Work request :: Below are some entries; state how many of their lines include the word "Inclusive" and give no more than that number.

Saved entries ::
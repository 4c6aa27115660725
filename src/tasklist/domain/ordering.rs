//! Rank arithmetic for dense per-owner sequence positions.
//!
//! The functions here are the whole of the ordering algorithm: computing
//! the rank of a newly inserted task, the contiguous block displaced by a
//! move, and the dense renumbering that closes the gap left by a soft
//! delete. They are pure so that every adapter applies the same plan
//! inside its own atomicity mechanism.

use super::{Position, Task};
use std::cmp::Ordering;

/// The contiguous block of ranks displaced by moving one task.
///
/// Both variants exclude the moved task's old rank, so applying the shift
/// to a whole active list (target included) touches exactly the tasks
/// strictly between the old and new rank. After the shift and the target's
/// own move, the active ranks are again exactly `1..=N`.
#[derive(Debug, Clone, Copy, PartialEq, Eq)]
pub enum BlockShift {
    /// The target moved toward the tail; the block `(above, through]`
    /// slides one rank toward the head to fill the gap it left.
    TowardHead {
        /// Exclusive lower bound: the target's old rank.
        above: Position,
        /// Inclusive upper bound: the target's new rank.
        through: Position,
    },
    /// The target moved toward the head; the block `[from, below)` slides
    /// one rank toward the tail to make room for it.
    TowardTail {
        /// Inclusive lower bound: the target's new rank.
        from: Position,
        /// Exclusive upper bound: the target's old rank.
        below: Position,
    },
}

impl BlockShift {
    /// Returns `true` when the given rank lies inside the displaced block.
    #[must_use]
    pub fn applies_to(self, position: Position) -> bool {
        match self {
            Self::TowardHead { above, through } => position > above && position <= through,
            Self::TowardTail { from, below } => position >= from && position < below,
        }
    }

    /// Returns the rank a task ends up at under this shift.
    ///
    /// Ranks outside the displaced block are returned unchanged.
    #[must_use]
    pub fn displaced(self, position: Position) -> Position {
        if !self.applies_to(position) {
            return position;
        }
        match self {
            Self::TowardHead { .. } => position.toward_head(),
            Self::TowardTail { .. } => position.toward_tail(),
        }
    }
}

/// Computes the block displaced by moving a task between two ranks.
///
/// Returns `None` when the ranks are equal: the move is a no-op and
/// nothing shifts.
#[must_use]
pub fn shift_for_move(old: Position, new: Position) -> Option<BlockShift> {
    match new.cmp(&old) {
        Ordering::Greater => Some(BlockShift::TowardHead {
            above: old,
            through: new,
        }),
        Ordering::Less => Some(BlockShift::TowardTail {
            from: new,
            below: old,
        }),
        Ordering::Equal => None,
    }
}

/// Computes the rank of a task appended to a list whose greatest active
/// rank is `current_max`, or the head rank for an empty list.
#[must_use]
pub fn next_position(current_max: Option<Position>) -> Position {
    current_max.map_or(Position::FIRST, Position::toward_tail)
}

/// Reassigns dense `1..=N` ranks over active tasks already sorted by
/// their current rank, preserving relative order.
///
/// Tasks whose rank is already correct are left untouched, so their
/// mutation timestamps survive a neighbour's soft delete.
pub fn close_gaps<'a>(active_in_rank_order: impl IntoIterator<Item = &'a mut Task>) {
    let mut rank = Position::FIRST;
    for task in active_in_rank_order {
        if task.position() != rank {
            task.displaced_to(rank);
        }
        rank = rank.toward_tail();
    }
}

Expected answer :: 2